I remember when it happened to me, living alone in a room I was renting in a house in North Vancouver. I finally let go of all the distracting reasons to search for happiness outside myself, in wanting to love another person or be loved by them, or some thing to do I thought would make me happy. I just stopped and discovered the loving stranger that was there, and accepted myself instead, as if for the first time. Took more than half my life for it to finally happen, but was quietly surprised and pleased when it did. Derek Walcott describes this process of self-recognition and acceptance so well, so powerfully.
Love After Love
The time will come
when, with elation
you will greet yourself arriving
at your own door, in your own mirror
and each will smile at the other’s welcome,
and say, sit here. Eat.
You will love again the stranger who was your self.
Give wine. Give bread. Give back your heart
to itself, to the stranger who has loved you
all your life, whom you ignored
for another, who knows you by heart.
Take down the love letters from the bookshelf,
the photographs, the desperate notes,
peel your own image from the mirror.
Sit. Feast on your life.
After a little research I discovered Derek Walcott to be an amazing man, an artist, poet, professor and playwright. Acknowledged as the greatest living poet in the English language, he won the Nobel prize for Literature in 1992. He taught at Boston University for 20 years. Turns out he also taught in Canada. In 2009, Walcott began a three-year distinguished scholar-in-residence position at the University of Alberta. In 2010, he became Professor of Poetry at the University of Essex.
Born in Saint Lucia, Derek Walcott was influenced by his mixed racial and cultural heritage. He married a Trinidadian, raised a family there, and built the Trinidad Theatre Workshop. For someone who was in search of his own identity, both as a person and an artist, this poem represents a coming back to one’s essential self. It resonates deeply with the thousands who have read it. It was first published in Sea Grapes, and later in Derek Walcott, Collected Poems, 1948-1984, and The Poetry of Derek Walcott 1948-2013.

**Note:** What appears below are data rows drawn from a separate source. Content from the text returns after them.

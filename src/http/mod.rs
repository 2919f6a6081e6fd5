//! HTTP protocol layer module
//!
//! Protocol-level building blocks shared by the static and API halves of the
//! router: target decoding, caching, ranges, content types, CORS and response
//! builders.

pub mod cache;
pub mod cors;
pub mod mime;
pub mod path;
pub mod range;
pub mod response;

pub use cors::CorsPolicy;
pub use path::decode_path;
pub use response::{
    build_error_response, build_health_response, build_options_response, build_payload_response,
    Conditions, HttpResponse, Payload,
};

Here are a few videos worth watching: a BBC documentary, Derek Walcott; an interesting Canadian TV interview, Nobel Laureate Derek Walcott on his life and work; and a poetry reading: Derek Walcott: The Perpetual Ideal is Astonishment | 92Y Readings. Here is a more recent poetry reading at the 92nd Street Y: Derek Walcott with Glyn Maxwell and Caryl Phillips. He reads Love after Love at 26:25.
Listen to this excellent July 13, 2014 BBC Radio 4 interview where Nobel Laureate poet Derek Walcott talks about his life and work at home on St Lucia: Derek Walcott: A Fortunate Traveller (28 mins).
A Blessing of Solitude by John O’Donohue, from Anam Cara: A Book of Celtic Wisdom, profoundly complements this theme by Derek Walcott.
Here is an excerpt of Derek Walcott reciting his poem, Love After Love, in a new documentary film about him, POETRY IS AN ISLAND, by Ida Does. You can also see an interview with Derek Walcott by DBSTV St.Lucia in May 2014 in St.Lucia where he comments on the film.
For more information on the film visit www.walcottfilm.com and check facebook.com/PoetryIsAnIsland for the DVD release date. Read a detailed description of this film about Derek Walcott at the new Poetry is an Island merchandise site.
Update: On March 17, 2017, Nobel laureate, poet, playwright, and painter Derek Walcott died at age 87. Here are a few of the many articles that appeared in the world press: The Guardian, The New Yorker, The New York Times, The Los Angeles Times.
I was surprised to see these comments from Derek Walcott in the Paris Review, Issue 101, Winter 1986: Derek Walcott, The Art of Poetry, No. 37. Since Walcott seems to equate poetry and prayer in this discussion, interviewer Edward Hirsch askes him how he writes. He describes it as withdrawing into a world of silence, and creating from there, as if in a trance, being blessed by “a kind of fleeting grace” if something happens.
“But I do know that if one thinks a poem is coming on—in spite of the noise of the typewriter, or the traffic outside the window, or whatever—you do make a retreat, a withdrawal into some kind of silence that cuts out everything around you. … I’m not a monk, but if something does happen I say thanks because I feel that it is really a piece of luck, a kind of fleeting grace that has happened to one. Between the beginning and the ending and the actual composition that goes on, there is a kind of trance that you hope to enter where every aspect of your intellect is functioning simultaneously for the progress of the composition. But there is no way you can induce that trance.